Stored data
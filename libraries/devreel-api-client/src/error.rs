//! Error types for the Devreel API client.

use devreel_core::CoreError;
use thiserror::Error;

/// Errors that can occur when talking to the Devreel API.
#[derive(Error, Debug)]
pub enum ApiClientError {
    /// HTTP request failed
    #[error("HTTP request failed: {0}")]
    Request(#[from] reqwest::Error),

    /// Server returned an error response
    #[error("Server error ({status}): {message}")]
    ServerError { status: u16, message: String },

    /// No token, or the token was rejected (401)
    #[error("Authentication required")]
    AuthRequired,

    /// Authenticated but not allowed (403)
    #[error("Forbidden: {0}")]
    Forbidden(String),

    /// Resource does not exist (404)
    #[error("Not found: {0}")]
    NotFound(String),

    /// Invalid base URL
    #[error("Invalid API URL: {0}")]
    InvalidUrl(String),

    /// Failed to parse server response
    #[error("Failed to parse response: {0}")]
    ParseError(String),

    /// Server is offline or unreachable
    #[error("Server unreachable: {0}")]
    ServerUnreachable(String),
}

/// Result type for API client operations.
pub type Result<T> = std::result::Result<T, ApiClientError>;

impl From<ApiClientError> for CoreError {
    fn from(error: ApiClientError) -> Self {
        match error {
            ApiClientError::Request(e) => CoreError::Network(e.to_string()),
            ApiClientError::ServerUnreachable(msg) => CoreError::Network(msg),
            ApiClientError::ServerError { status, message } => CoreError::Server { status, message },
            ApiClientError::AuthRequired => CoreError::AuthRequired,
            ApiClientError::Forbidden(msg) => CoreError::PermissionDenied(msg),
            ApiClientError::NotFound(path) => CoreError::not_found("Resource", path),
            ApiClientError::InvalidUrl(msg) => CoreError::InvalidInput(msg),
            ApiClientError::ParseError(msg) => CoreError::Other(msg),
        }
    }
}

#[cfg(test)]
mod tests {
    use super::*;

    #[test]
    fn maps_to_core_errors() {
        assert!(matches!(
            CoreError::from(ApiClientError::AuthRequired),
            CoreError::AuthRequired
        ));
        assert!(matches!(
            CoreError::from(ApiClientError::Forbidden("private".into())),
            CoreError::PermissionDenied(_)
        ));
        assert!(matches!(
            CoreError::from(ApiClientError::ServerError {
                status: 502,
                message: "bad gateway".into()
            }),
            CoreError::Server { status: 502, .. }
        ));
        assert!(CoreError::from(ApiClientError::ServerUnreachable("refused".into())).is_transient());
    }
}
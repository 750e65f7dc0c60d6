/// Profile domain types
use super::ids::UserId;
use chrono::{DateTime, Utc};
use serde::{Deserialize, Serialize};

/// Public profile of a user
#[derive(Debug, Clone, PartialEq, Serialize, Deserialize)]
pub struct Profile {
    /// Unique user identifier
    pub id: UserId,

    /// Login handle
    pub username: String,

    /// Display name
    pub display_name: String,

    /// Free-form biography
    #[serde(default)]
    pub bio: String,

    /// Avatar URL (optional)
    #[serde(default, skip_serializing_if = "Option::is_none")]
    pub avatar_url: Option<String>,

    /// Account creation timestamp
    pub created_at: DateTime<Utc>,
}

/// Follower/following/post counters shown on a profile page
#[derive(Debug, Clone, Copy, Default, PartialEq, Eq, Serialize, Deserialize)]
pub struct ProfileStats {
    pub followers: u64,
    pub following: u64,
    pub posts: u64,
}

/// Partial profile record for updates
///
/// Only the fields that are `Some` are sent; the server leaves the others
/// untouched.
#[derive(Debug, Clone, Default, PartialEq, Serialize, Deserialize)]
pub struct ProfileUpdate {
    #[serde(default, skip_serializing_if = "Option::is_none")]
    pub display_name: Option<String>,

    #[serde(default, skip_serializing_if = "Option::is_none")]
    pub bio: Option<String>,

    #[serde(default, skip_serializing_if = "Option::is_none")]
    pub avatar_url: Option<String>,
}

impl ProfileUpdate {
    /// Set the display name
    pub fn with_display_name(mut self, name: impl Into<String>) -> Self {
        self.display_name = Some(name.into());
        self
    }

    /// Set the biography
    pub fn with_bio(mut self, bio: impl Into<String>) -> Self {
        self.bio = Some(bio.into());
        self
    }

    /// Set the avatar URL
    pub fn with_avatar_url(mut self, url: impl Into<String>) -> Self {
        self.avatar_url = Some(url.into());
        self
    }

    /// True when no field would be changed
    pub fn is_empty(&self) -> bool {
        self.display_name.is_none() && self.bio.is_none() && self.avatar_url.is_none()
    }
}

#[cfg(test)]
mod tests {
    use super::*;

    #[test]
    fn partial_update_serializes_only_set_fields() {
        let update = ProfileUpdate::default().with_bio("rustacean");
        let json = serde_json::to_string(&update).unwrap();
        assert_eq!(json, r#"{"bio":"rustacean"}"#);
    }

    #[test]
    fn empty_update() {
        assert!(ProfileUpdate::default().is_empty());
        assert!(!ProfileUpdate::default()
            .with_display_name("Ada")
            .is_empty());
    }

    #[test]
    fn stats_default_to_zero() {
        let stats = ProfileStats::default();
        assert_eq!(stats.followers, 0);
        assert_eq!(stats.following, 0);
        assert_eq!(stats.posts, 0);
    }
}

- _Problem to solve_: Please restate the records word for word. Go from the first line to the line with "pub enum ApiClientError" and include both.

- _Exercise answer_:
filename libraries/devreel-api-client/src/error.rs
//! Error types for the Devreel API client.

use devreel_core::CoreError;
use thiserror::Error;

/// Errors that can occur when talking to the Devreel API.
#[derive(Error, Debug)]
pub enum ApiClientError {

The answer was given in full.